Here are just some of the attacks via RDP abuse in recent years:
SAMSAM attacks on the healthcare industry in 2016 exploited vulnerable servers and unpatched systems, allowing the ransomware to spread laterally within the network. The combination of SAMSAM and RDP-brute force as an additional entry point in 2018 infected thousands of machines in the healthcare sector before it was detected. Crysis ransomware was also detected later in 2016, targeting businesses in Australia and New Zealand by brute forcing RDP, just one among other means of distribution. But compared to the other techniques, Crysis via RDP was able to scan for other vulnerable network drives and shares, encrypting data and potentially allowing the attackers to inflict more damage through escalated privileges, including the healthcare sector in the US.
Targeted attacks come in various phases and may affect related entities such as the supply chain. Motivations may go beyond the financial such as damaging the victim’s reputation, stealing intellectual property or propriety information, or endangering national security. One example is vtask.exe, a custom tool observed in a targeted attack that hides current session-running Windows tasks when Microsoft introduced RDP. The main window that runs in the attacker’s monitor allows them to search for sensitive information while the user of the targeted computer is not logged on. While created using an outdated Windows version, it can still disrupt current processes when port 3389 is abused.
The Morto malware family continues to be one the most prevalent worms observed using RDP to propagate since 2011. Using a set of predefined credentials, attackers can use it to see which systems or networks can be remotely infiltrated once the .DLL payload is successfully executed.
In 2017, MajikPOS combined a number of entry points and attack chains, including RDP for the breach and download of malware. Aside from combining point-of-sale (PoS) malware and Remote Access Trojans (RATs), one of its components could also scan for insecure ports directly connected to the internet, drop its payload, connect to the C&C server, and conduct its RAM scraping routine for the exfiltrated data.

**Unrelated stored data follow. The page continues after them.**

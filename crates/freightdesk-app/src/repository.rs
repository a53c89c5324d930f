//! Opens the backend adapters from configuration

use freightdesk_infra::{RestClient, Session};
use freightdesk_types::Result;
use tracing::debug;

use crate::config::Config;

/// Open a REST client against the configured backend
pub fn open_rest_client(config: &Config, session: Session) -> Result<RestClient<Session>> {
    debug!(
        base_url = %config.api_base_url,
        timeout_secs = config.request_timeout_secs,
        "opening REST client"
    );
    let client = RestClient::new(config.api_base_url.clone(), config.timeout(), session)?;
    Ok(client)
}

Credential Security Support Provider protocol (CredSSP) was discovered to have a critical vulnerability affecting RDP and Windows Remote Management (WinRM) that could be exploited to enable a man-in-the-middle attack (CVE-2018-0886). “EsteemAudit” is another example of an exploit leaked by the group Shadow Brokers, abusing the flaw found in Windows XP and Windows Server 2003 (CVE-2017-9073) for buffer overflow in the Smart Card authentication code for arbitrary code execution.
Here are some best practices that your organization can practice to prevent attacks via RDP abuse:
Close RDP port 3389 if not in use or after use to make sure non-authorized users and outsiders cannot easily have an entry point for attack. Disable shared drives access.
Restrict RDP network admin access to a specific list of authorized users. Depending on your version of Windows, you can configure this via the Control Panel Settings or a Group Policy.
If closing the port is not possible, limit the source addresses allowed to access the port using Firewall Access Control Lists (ACLs). Check the configurations to prevent unintentionally opening RDP ports.
If there is a need to directly connect the server to the internet, set up the Remote Desktop gateway (RD gateway) to enable a single point of entry instead of specific RDP ports for each server.